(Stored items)
*** Block opens ***

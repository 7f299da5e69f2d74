//! Frame discovery and loading.
//!
//! Frames are `.pcd` files whose stem ends in a decimal index
//! (`scanD10.pcd` → 10). They are processed in ascending index order, and
//! the same index keys the pose-prior lookup.

use std::path::Path;

use super::pcd::load_pcd;
use crate::core::types::{FrameDescriptor, PointCloud3D};
use crate::error::{Result, StitchError};

/// Which directory entries count as frames.
#[derive(Debug, Clone)]
pub struct FrameDiscoveryConfig {
    /// File extension, matched case-insensitively.
    /// Default: "pcd"
    pub extension: String,

    /// Output file name, never treated as an input frame.
    /// Default: "filtered.pcd"
    pub output_name: String,
}

impl Default for FrameDiscoveryConfig {
    fn default() -> Self {
        Self {
            extension: "pcd".to_string(),
            output_name: "filtered.pcd".to_string(),
        }
    }
}

impl FrameDiscoveryConfig {
    fn accepts(&self, path: &Path) -> bool {
        let name_ok = path
            .file_name()
            .and_then(|n| n.to_str())
            .is_some_and(|n| n != self.output_name);
        let ext_ok = path
            .extension()
            .and_then(|e| e.to_str())
            .is_some_and(|e| e.eq_ignore_ascii_case(&self.extension));
        name_ok && ext_ok
    }
}

/// Sort frames by index and reject duplicate indices.
pub fn order_frames(mut frames: Vec<FrameDescriptor>) -> Result<Vec<FrameDescriptor>> {
    frames.sort_by(|a, b| a.index.cmp(&b.index).then_with(|| a.path.cmp(&b.path)));
    if let Some(pair) = frames.windows(2).find(|w| w[0].index == w[1].index) {
        return Err(StitchError::DuplicateFrameIndex {
            index: pair[0].index,
            first: pair[0].path.clone(),
            second: pair[1].path.clone(),
        });
    }
    Ok(frames)
}

/// List the frame files in `dir`, in ascending index order.
///
/// Files without a trailing index are skipped with a warning.
pub fn discover_frames(dir: &Path, config: &FrameDiscoveryConfig) -> Result<Vec<FrameDescriptor>> {
    let mut frames = Vec::new();
    for entry in std::fs::read_dir(dir)? {
        let path = entry?.path();
        if !path.is_file() || !config.accepts(&path) {
            continue;
        }
        match FrameDescriptor::from_path(&path) {
            Some(frame) => frames.push(frame),
            None => log::warn!("Skipping {}: no frame index in name", path.display()),
        }
    }

    if frames.is_empty() {
        return Err(StitchError::NoEligibleFrames(dir.to_path_buf()));
    }
    order_frames(frames)
}

/// A single frame given directly on the command line.
///
/// A name without a trailing index gets index 0.
pub fn single_frame(path: &Path, config: &FrameDiscoveryConfig) -> Result<Vec<FrameDescriptor>> {
    if !path.is_file() || !config.accepts(path) {
        return Err(StitchError::NoEligibleFrames(path.to_path_buf()));
    }
    let frame =
        FrameDescriptor::from_path(path).unwrap_or_else(|| FrameDescriptor::new(path, 0));
    Ok(vec![frame])
}

/// Source of frame clouds.
pub trait FrameLoader: Send + Sync {
    /// Load one frame. Failures are per-frame (`FrameRead`).
    fn load(&self, frame: &FrameDescriptor) -> Result<PointCloud3D>;
}

/// Loads frames from PCD files.
#[derive(Debug, Clone, Copy, Default)]
pub struct PcdFrameLoader;

impl FrameLoader for PcdFrameLoader {
    fn load(&self, frame: &FrameDescriptor) -> Result<PointCloud3D> {
        load_pcd(&frame.path).map_err(|source| StitchError::FrameRead {
            path: frame.path.clone(),
            source,
        })
    }
}

#[cfg(test)]
mod tests {
    use super::*;
    use std::fs;

    fn touch(dir: &Path, name: &str) {
        fs::write(dir.join(name), b"").unwrap();
    }

    #[test]
    fn test_numeric_not_lexicographic_order() {
        let dir = tempfile::tempdir().unwrap();
        for name in ["scanD2.pcd", "scanD10.pcd", "scanD1.pcd"] {
            touch(dir.path(), name);
        }

        let frames = discover_frames(dir.path(), &FrameDiscoveryConfig::default()).unwrap();
        let names: Vec<String> = frames.iter().map(|f| f.display_name()).collect();
        assert_eq!(names, ["scanD1.pcd", "scanD2.pcd", "scanD10.pcd"]);
        assert_eq!(
            frames.iter().map(|f| f.index).collect::<Vec<_>>(),
            [1, 2, 10]
        );
    }

    #[test]
    fn test_filters_output_and_other_files() {
        let dir = tempfile::tempdir().unwrap();
        touch(dir.path(), "scanD1.pcd");
        touch(dir.path(), "filtered.pcd");
        touch(dir.path(), "notes7.txt");
        touch(dir.path(), "readme.pcd");
        fs::create_dir(dir.path().join("sub3.pcd")).unwrap();

        let frames = discover_frames(dir.path(), &FrameDiscoveryConfig::default()).unwrap();
        assert_eq!(frames.len(), 1);
        assert_eq!(frames[0].index, 1);
    }

    #[test]
    fn test_no_eligible_frames() {
        let dir = tempfile::tempdir().unwrap();
        touch(dir.path(), "filtered.pcd");
        assert!(matches!(
            discover_frames(dir.path(), &FrameDiscoveryConfig::default()),
            Err(StitchError::NoEligibleFrames(_))
        ));
    }

    #[test]
    fn test_duplicate_index_rejected() {
        let dir = tempfile::tempdir().unwrap();
        touch(dir.path(), "scanA3.pcd");
        touch(dir.path(), "scanB003.pcd");
        assert!(matches!(
            discover_frames(dir.path(), &FrameDiscoveryConfig::default()),
            Err(StitchError::DuplicateFrameIndex { index: 3, .. })
        ));
    }

    #[test]
    fn test_single_frame_without_index() {
        let dir = tempfile::tempdir().unwrap();
        touch(dir.path(), "room.pcd");
        let frames =
            single_frame(&dir.path().join("room.pcd"), &FrameDiscoveryConfig::default()).unwrap();
        assert_eq!(frames[0].index, 0);
    }

    #[test]
    fn test_loader_reports_frame_read() {
        let frame = FrameDescriptor::new("/nonexistent/scanD1.pcd", 1);
        let err = PcdFrameLoader.load(&frame).unwrap_err();
        assert!(err.is_per_frame());
    }
}
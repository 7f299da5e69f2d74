//! Input and output settings section.

use serde::{Deserialize, Serialize};

use crate::io::{FrameDiscoveryConfig, PcdEncoding};

use super::defaults;

/// Input/output settings section
#[derive(Clone, Debug, Serialize, Deserialize)]
pub struct InputSection {
    /// Frame file extension (case-insensitive)
    #[serde(default = "defaults::extension")]
    pub extension: String,

    /// Output file name written next to the input
    #[serde(default = "defaults::output_name")]
    pub output_name: String,

    /// Write binary instead of ASCII PCD
    #[serde(default)]
    pub binary_output: bool,
}

impl Default for InputSection {
    fn default() -> Self {
        Self {
            extension: defaults::extension(),
            output_name: defaults::output_name(),
            binary_output: false,
        }
    }
}

impl InputSection {
    /// Convert to FrameDiscoveryConfig
    pub fn to_discovery_config(&self) -> FrameDiscoveryConfig {
        FrameDiscoveryConfig {
            extension: self.extension.trim_start_matches('.').to_string(),
            output_name: self.output_name.clone(),
        }
    }

    pub fn encoding(&self) -> PcdEncoding {
        if self.binary_output {
            PcdEncoding::Binary
        } else {
            PcdEncoding::Ascii
        }
    }
}
//! Error types for the SCIM data model and validation engine.
//!
//! Two tiers are distinguished. [`ScimError`] covers programmer misuse:
//! malformed attribute paths at schema-definition time, keying mistakes in
//! the data container, or inconsistent attribute declarations. These are
//! returned as `Err` immediately because they indicate a static bug, not
//! bad end-user input. [`ValidationError`] is the taxonomy of expected
//! input problems; values of this type are never raised — they travel
//! inside a [`ValidationIssues`](crate::issues::ValidationIssues) tree with
//! a `proceed` flag marking them as blocking or advisory.

/// Errors indicating misuse of the library rather than bad input data.
#[derive(Debug, Clone, PartialEq, Eq, thiserror::Error)]
pub enum ScimError {
    /// Attribute path string does not conform to the path grammar.
    #[error("malformed attribute path '{path}': {reason}")]
    MalformedPath { path: String, reason: &'static str },

    /// Name is not a valid SCIM attribute name.
    #[error("'{name}' is not a valid attribute name")]
    InvalidAttributeName { name: String },

    /// A sub-attribute path was assigned under a key holding a
    /// non-complex value.
    #[error("cannot address sub-attribute under key '{key}' holding non-complex value {value}")]
    NotComplex { key: String, value: String },

    /// Two attributes with the same case-insensitive name were declared
    /// in one collection.
    #[error("attribute '{attr}' declared more than once")]
    DuplicateAttribute { attr: String },

    /// Two sub-attributes with the same case-insensitive name were
    /// declared on one complex attribute.
    #[error("sub-attribute '{sub_attr}' of '{attr}' declared more than once")]
    DuplicateSubAttribute { attr: String, sub_attr: String },

    /// Canonical values were declared on an attribute whose type does not
    /// support them.
    #[error("canonical values are not allowed on non-string attribute '{attr}'")]
    CanonicalValuesNotAllowed { attr: String },

    /// Sub-attributes were declared on a non-complex attribute.
    #[error("sub-attributes are only allowed on complex attributes, but '{attr}' is not complex")]
    SubAttributesNotAllowed { attr: String },

    /// An extension attribute reference was built without a schema URN.
    #[error("schema is required for an attribute from an extension")]
    ExtensionWithoutSchema,

    /// The same extension schema was registered twice.
    #[error("extension '{schema}' already registered")]
    DuplicateExtension { schema: String },
}

/// A single expected validation problem.
///
/// Each variant carries a stable machine-readable code (see
/// [`ValidationError::code`]) plus human-readable text via `Display`.
#[derive(Debug, Clone, PartialEq, thiserror::Error)]
pub enum ValidationError {
    /// Required attribute has no value.
    #[error("attribute is required")]
    Required,

    /// Value does not have the expected shape for its declared type.
    #[error("expected type '{expected}', got '{actual}' instead")]
    BadType {
        expected: &'static str,
        actual: &'static str,
    },

    /// Value is not a valid absolute URL.
    #[error("'{value}' is not a valid URL")]
    BadUrl { value: String },

    /// Binary value is not valid base64.
    #[error("SCIM '{scim_type}' values are expected to be encoded in base 64")]
    Base64Required { scim_type: &'static str },

    /// DateTime value is not a valid xsd:dateTime.
    #[error("SCIM '{scim_type}' should be encoded as a valid xsd:dateTime")]
    BadDateTime { scim_type: &'static str },

    /// Error status is not an integer, or falls outside [300, 600).
    #[error(
        "error status should be greater or equal to 300 and lesser than 600, \
         but provided '{provided}'"
    )]
    BadErrorStatus { provided: String },

    /// Value is not among the attribute's canonical values.
    #[error("value must be one of {allowed:?}, but provided '{provided}'")]
    MustBeOneOf {
        allowed: Vec<String>,
        provided: String,
    },

    /// More than one element of a multi-valued attribute claims
    /// `primary == true`.
    #[error(
        "'primary' attribute set to 'true' MUST appear no more than once, \
         but these items have it: {items:?}"
    )]
    MultiplePrimaryValues { items: Vec<usize> },

    /// Top-level key does not match any declared attribute.
    #[error("attribute '{attribute}' is not defined in schema '{schema}'")]
    UnknownAttribute { attribute: String, schema: String },
}

impl ValidationError {
    /// Stable machine-readable code for this error.
    pub fn code(&self) -> &'static str {
        match self {
            ValidationError::Required => "required",
            ValidationError::BadType { .. } => "bad_type",
            ValidationError::BadUrl { .. } => "bad_url",
            ValidationError::Base64Required { .. } => "base_64_encoding_required",
            ValidationError::BadDateTime { .. } => "bad_datetime",
            ValidationError::BadErrorStatus { .. } => "bad_error_status",
            ValidationError::MustBeOneOf { .. } => "must_be_one_of",
            ValidationError::MultiplePrimaryValues { .. } => "multiple_primary_values",
            ValidationError::UnknownAttribute { .. } => "unknown_attribute",
        }
    }
}
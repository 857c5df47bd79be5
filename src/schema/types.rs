//! Core schema type definitions for SCIM attributes.
//!
//! This module contains the fixed attribute-model vocabulary from RFC 7643:
//! value types with their parse/serialize/compare contracts, and the
//! mutability, returned, uniqueness, and issuer policies.

use base64::{Engine as _, engine::general_purpose::STANDARD as BASE64};
use chrono::{DateTime, FixedOffset};
use serde::{Deserialize, Serialize};

use crate::container::ScimValue;
use crate::error::ValidationError;
use crate::issues::ValidationIssues;
use crate::schema::validators::is_absolute_url;

/// Attribute mutability characteristics.
#[derive(Debug, Clone, Copy, Default, PartialEq, Eq, Serialize, Deserialize)]
#[serde(rename_all = "camelCase")]
pub enum Mutability {
    /// Read-only attribute (managed by the server)
    ReadOnly,
    /// Read-write attribute (can be modified by clients)
    #[default]
    ReadWrite,
    /// Immutable attribute (set once, never modified)
    Immutable,
    /// Write-only attribute (passwords, etc.)
    WriteOnly,
}

/// How an attribute is returned in responses.
#[derive(Debug, Clone, Copy, Default, PartialEq, Eq, Serialize, Deserialize)]
#[serde(rename_all = "camelCase")]
pub enum Returned {
    Always,
    #[default]
    Default,
    Never,
    Request,
}

/// Scope of an attribute's uniqueness constraint.
#[derive(Debug, Clone, Copy, Default, PartialEq, Eq, Serialize, Deserialize)]
#[serde(rename_all = "camelCase")]
pub enum Uniqueness {
    #[default]
    None,
    Server,
    Global,
}

/// Who may supply an attribute's value.
#[derive(Debug, Clone, Copy, Default, PartialEq, Eq)]
pub enum AttributeIssuer {
    Server,
    Client,
    #[default]
    NotSpecified,
}

/// SCIM attribute value types.
///
/// The two reference kinds share the wire name `reference` but differ in
/// what they accept: a SCIM reference may be a relative URI pointing at a
/// resource, an external reference must be an absolute URL.
#[derive(Debug, Clone, Copy, PartialEq, Eq)]
pub enum AttributeType {
    String,
    Boolean,
    Integer,
    Decimal,
    DateTime,
    Binary,
    ScimReference,
    ExternalReference,
    Complex,
}

impl AttributeType {
    /// The type's name on the wire.
    pub fn scim_name(&self) -> &'static str {
        match self {
            AttributeType::String => "string",
            AttributeType::Boolean => "boolean",
            AttributeType::Integer => "integer",
            AttributeType::Decimal => "decimal",
            AttributeType::DateTime => "dateTime",
            AttributeType::Binary => "binary",
            AttributeType::ScimReference | AttributeType::ExternalReference => "reference",
            AttributeType::Complex => "complex",
        }
    }

    /// Whether values of this type are strings on the wire, making
    /// canonical-value sets applicable.
    pub fn is_string_like(&self) -> bool {
        matches!(
            self,
            AttributeType::String
                | AttributeType::Binary
                | AttributeType::ScimReference
                | AttributeType::ExternalReference
        )
    }

    /// Parses a raw value into this type.
    ///
    /// A shape mismatch is a blocking issue and the returned value is
    /// [`ScimValue::Invalid`]; format problems on string-carried types
    /// (base64, dateTime, URLs) block likewise.
    pub fn parse(&self, value: &ScimValue) -> (ScimValue, ValidationIssues) {
        let mut issues = ValidationIssues::new();
        let parsed = match (self, value) {
            (AttributeType::String, ScimValue::Str(_)) => value.clone(),
            (AttributeType::Boolean, ScimValue::Bool(_)) => value.clone(),
            (AttributeType::Integer, ScimValue::Int(_)) => value.clone(),
            // The upper bound is exclusive: i64::MAX as f64 rounds up to
            // 2^63, which is already out of range.
            (AttributeType::Integer, ScimValue::Decimal(d))
                if d.fract() == 0.0 && *d >= i64::MIN as f64 && *d < i64::MAX as f64 =>
            {
                ScimValue::Int(*d as i64)
            }
            (AttributeType::Decimal, ScimValue::Decimal(_)) => value.clone(),
            (AttributeType::Decimal, ScimValue::Int(i)) => ScimValue::Decimal(*i as f64),
            (AttributeType::Binary, ScimValue::Str(s)) => match BASE64.decode(s) {
                Ok(decoded) if BASE64.encode(&decoded) == *s => value.clone(),
                _ => {
                    issues.add(
                        ValidationError::Base64Required {
                            scim_type: self.scim_name(),
                        },
                        false,
                    );
                    ScimValue::Invalid
                }
            },
            (AttributeType::DateTime, ScimValue::Str(s)) => {
                match DateTime::<FixedOffset>::parse_from_rfc3339(s) {
                    Ok(parsed) => ScimValue::DateTime(parsed),
                    Err(_) => {
                        issues.add(
                            ValidationError::BadDateTime {
                                scim_type: self.scim_name(),
                            },
                            false,
                        );
                        ScimValue::Invalid
                    }
                }
            }
            (AttributeType::ScimReference, ScimValue::Str(s)) => {
                // Relative URIs are fine for references within the server.
                match url::Url::parse(s) {
                    Ok(_) | Err(url::ParseError::RelativeUrlWithoutBase) => value.clone(),
                    Err(_) => {
                        issues.add(ValidationError::BadUrl { value: s.clone() }, false);
                        ScimValue::Invalid
                    }
                }
            }
            (AttributeType::ExternalReference, ScimValue::Str(s)) => {
                if is_absolute_url(s) {
                    value.clone()
                } else {
                    issues.add(ValidationError::BadUrl { value: s.clone() }, false);
                    ScimValue::Invalid
                }
            }
            (AttributeType::Complex, ScimValue::Data(_)) => value.clone(),
            _ => {
                issues.add(
                    ValidationError::BadType {
                        expected: self.scim_name(),
                        actual: value.type_name(),
                    },
                    false,
                );
                ScimValue::Invalid
            }
        };
        (parsed, issues)
    }

    /// Serializes a parsed value back to JSON.
    pub fn serialize(&self, value: &ScimValue) -> serde_json::Value {
        value.to_json()
    }

    /// Canonical comparison used for uniqueness and canonical-value
    /// checks. String comparison honors `case_exact`.
    pub fn compare(&self, a: &ScimValue, b: &ScimValue, case_exact: bool) -> bool {
        match (a, b) {
            (ScimValue::Str(a), ScimValue::Str(b)) if self.is_string_like() && !case_exact => {
                a.eq_ignore_ascii_case(b)
            }
            _ => a == b,
        }
    }
}
//! Process-wide registry of schema definitions.
//!
//! The registry builds the standard schemas once at startup and is
//! immutable afterwards, so it is safe for unsynchronized concurrent
//! reads — validations of independent payloads may run fully in parallel
//! against one shared registry.

use indexmap::IndexMap;

use crate::error::ScimError;
use crate::schema::base::BaseSchema;
use crate::schema::core;

/// Registry holding the standard SCIM schemas.
#[derive(Debug, Clone)]
pub struct SchemaRegistry {
    error_schema: BaseSchema,
    user_schema: BaseSchema,
    group_schema: BaseSchema,
    schemas: IndexMap<String, BaseSchema>,
}

impl SchemaRegistry {
    /// Builds the registry with the Error, User (enterprise extension
    /// included), and Group schemas.
    pub fn new() -> Result<Self, ScimError> {
        let error_schema = core::error_schema()?;
        let user_schema = core::user_schema()?;
        let group_schema = core::group_schema()?;

        let mut schemas = IndexMap::new();
        for schema in [&error_schema, &user_schema, &group_schema] {
            log::debug!("registered schema '{}'", schema.schema());
            schemas.insert(schema.schema().to_lowercase(), schema.clone());
        }

        Ok(SchemaRegistry {
            error_schema,
            user_schema,
            group_schema,
            schemas,
        })
    }

    /// Case-insensitive lookup by schema URN.
    pub fn get_schema(&self, urn: &str) -> Option<&BaseSchema> {
        self.schemas.get(&urn.to_lowercase())
    }

    pub fn get_error_schema(&self) -> &BaseSchema {
        &self.error_schema
    }

    pub fn get_user_schema(&self) -> &BaseSchema {
        &self.user_schema
    }

    pub fn get_group_schema(&self) -> &BaseSchema {
        &self.group_schema
    }

    /// All registered schemas, in registration order.
    pub fn schemas(&self) -> impl Iterator<Item = &BaseSchema> {
        self.schemas.values()
    }
}
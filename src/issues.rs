//! Path-addressable collection of validation problems.
//!
//! Every expected input problem found while walking a schema tree becomes a
//! [`ValidationError`] stored in a [`ValidationIssues`] tree, keyed by the
//! [`Location`] of the offending value. Each entry records whether
//! processing of the value at that location may proceed: a non-proceeding
//! location means the value was replaced by
//! [`ScimValue::Invalid`](crate::container::ScimValue::Invalid) and later
//! structural checks that depend on it were skipped.

use std::collections::HashSet;
use std::fmt;

use indexmap::IndexMap;
use serde_json::{Map, Value, json};

use crate::error::ValidationError;

/// One step of a [`Location`]: an attribute name or a list index.
#[derive(Debug, Clone, PartialEq, Eq, Hash)]
pub enum Segment {
    /// A named attribute or sub-attribute (also used for schema URNs).
    Attr(String),
    /// An element index within a multi-valued attribute.
    Index(usize),
}

impl fmt::Display for Segment {
    fn fmt(&self, f: &mut fmt::Formatter<'_>) -> fmt::Result {
        match self {
            Segment::Attr(name) => f.write_str(name),
            Segment::Index(i) => write!(f, "{i}"),
        }
    }
}

impl From<&str> for Segment {
    fn from(name: &str) -> Self {
        Segment::Attr(name.to_owned())
    }
}

impl From<String> for Segment {
    fn from(name: String) -> Self {
        Segment::Attr(name)
    }
}

impl From<usize> for Segment {
    fn from(index: usize) -> Self {
        Segment::Index(index)
    }
}

/// Path of an issue within a resource, mirroring the attribute tree.
///
/// The empty location addresses the value the issues were collected for as
/// a whole; merging into a parent tree prepends the parent's location.
#[derive(Debug, Clone, Default, PartialEq, Eq, Hash)]
pub struct Location(Vec<Segment>);

impl Location {
    /// The empty location.
    pub fn root() -> Self {
        Location(Vec::new())
    }

    /// Location of a single named attribute.
    pub fn attr(name: &str) -> Self {
        Location(vec![Segment::Attr(name.to_owned())])
    }

    /// Location of an element of a multi-valued attribute.
    pub fn index(index: usize) -> Self {
        Location(vec![Segment::Index(index)])
    }

    /// Extends this location with one more segment.
    pub fn join(mut self, segment: impl Into<Segment>) -> Self {
        self.0.push(segment.into());
        self
    }

    /// Concatenates two locations.
    pub fn joined(&self, suffix: &Location) -> Self {
        let mut segments = self.0.clone();
        segments.extend(suffix.0.iter().cloned());
        Location(segments)
    }

    /// The segments making up this location.
    pub fn segments(&self) -> &[Segment] {
        &self.0
    }

    pub fn is_root(&self) -> bool {
        self.0.is_empty()
    }

    fn starts_with(&self, prefix: &Location) -> bool {
        self.0.len() >= prefix.0.len() && self.0[..prefix.0.len()] == prefix.0[..]
    }
}

impl fmt::Display for Location {
    fn fmt(&self, f: &mut fmt::Formatter<'_>) -> fmt::Result {
        for (i, segment) in self.0.iter().enumerate() {
            if i > 0 {
                f.write_str(".")?;
            }
            write!(f, "{segment}")?;
        }
        Ok(())
    }
}

impl<S: Into<Segment>> FromIterator<S> for Location {
    fn from_iter<T: IntoIterator<Item = S>>(iter: T) -> Self {
        Location(iter.into_iter().map(Into::into).collect())
    }
}

/// A tree of validation problems collected during one validation run.
#[derive(Debug, Clone, Default)]
pub struct ValidationIssues {
    issues: IndexMap<Location, Vec<ValidationError>>,
    stop_proceeding: HashSet<Location>,
}

impl ValidationIssues {
    pub fn new() -> Self {
        Self::default()
    }

    /// Records an issue at the root location.
    pub fn add(&mut self, error: ValidationError, proceed: bool) {
        self.add_at(Location::root(), error, proceed);
    }

    /// Records an issue at the given location.
    pub fn add_at(&mut self, location: Location, error: ValidationError, proceed: bool) {
        if !proceed {
            self.stop_proceeding.insert(location.clone());
        }
        self.issues.entry(location).or_default().push(error);
    }

    /// Absorbs another issue tree at the root location.
    pub fn merge(&mut self, other: ValidationIssues) {
        self.merge_at(Location::root(), other);
    }

    /// Absorbs another issue tree, prefixing all its locations.
    pub fn merge_at(&mut self, prefix: Location, other: ValidationIssues) {
        for (location, errors) in other.issues {
            let target = prefix.joined(&location);
            if other.stop_proceeding.contains(&location) {
                self.stop_proceeding.insert(target.clone());
            }
            self.issues.entry(target).or_default().extend(errors);
        }
    }

    /// Whether the value as a whole may still be processed.
    ///
    /// True unless a non-proceeding issue was recorded at the root.
    pub fn can_proceed(&self) -> bool {
        !self.stop_proceeding.contains(&Location::root())
    }

    /// Whether the value at `location` may still be processed.
    ///
    /// A non-proceeding issue at any prefix of `location` blocks it too.
    pub fn can_proceed_at(&self, location: &Location) -> bool {
        !self
            .stop_proceeding
            .iter()
            .any(|stopped| location.starts_with(stopped))
    }

    pub fn has_issues(&self) -> bool {
        !self.issues.is_empty()
    }

    /// Whether any issue was recorded at `location` or below it.
    pub fn has_issues_at(&self, location: &Location) -> bool {
        self.issues.keys().any(|known| known.starts_with(location))
    }

    pub fn is_empty(&self) -> bool {
        self.issues.is_empty()
    }

    /// Iterates locations with their issue lists, in insertion order.
    pub fn iter(&self) -> impl Iterator<Item = (&Location, &[ValidationError])> {
        self.issues
            .iter()
            .map(|(location, errors)| (location, errors.as_slice()))
    }

    /// Renders the tree as a nested JSON object.
    ///
    /// Issues at each location land in an `"_errors"` array of
    /// `{"code": …}` entries, with `"error"` text included when
    /// `with_messages` is set.
    pub fn to_json(&self, with_messages: bool) -> Value {
        let mut output = Map::new();
        'location: for (location, errors) in &self.issues {
            let mut level = &mut output;
            for segment in location.segments() {
                let entry = level
                    .entry(segment.to_string())
                    .or_insert_with(|| Value::Object(Map::new()));
                level = match entry {
                    Value::Object(map) => map,
                    // A raw input key may collide with the "_errors"
                    // marker; such a location can not be rendered.
                    _ => continue 'location,
                };
            }
            let rendered = level
                .entry("_errors")
                .or_insert_with(|| Value::Array(Vec::new()));
            if let Value::Array(items) = rendered {
                for error in errors {
                    let mut item = json!({"code": error.code()});
                    if with_messages {
                        item["error"] = Value::String(error.to_string());
                    }
                    items.push(item);
                }
            }
        }
        Value::Object(output)
    }
}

*** Block closes ***

* [WORK ORDER]: Give back, verbatim, the lines from the top of the entries above through the line containing "pub struct FrameDiscoveryConfig".

* [YOUR SOLUTION]:
repository 7f299da5e69f2d74
//! Frame discovery and loading.
//!
//! Frames are `.pcd` files whose stem ends in a decimal index
//! (`scanD10.pcd` → 10). They are processed in ascending index order, and
//! the same index keys the pose-prior lookup.

use std::path::Path;

use super::pcd::load_pcd;
use crate::core::types::{FrameDescriptor, PointCloud3D};
use crate::error::{Result, StitchError};

/// Which directory entries count as frames.
#[derive(Debug, Clone)]
pub struct FrameDiscoveryConfig {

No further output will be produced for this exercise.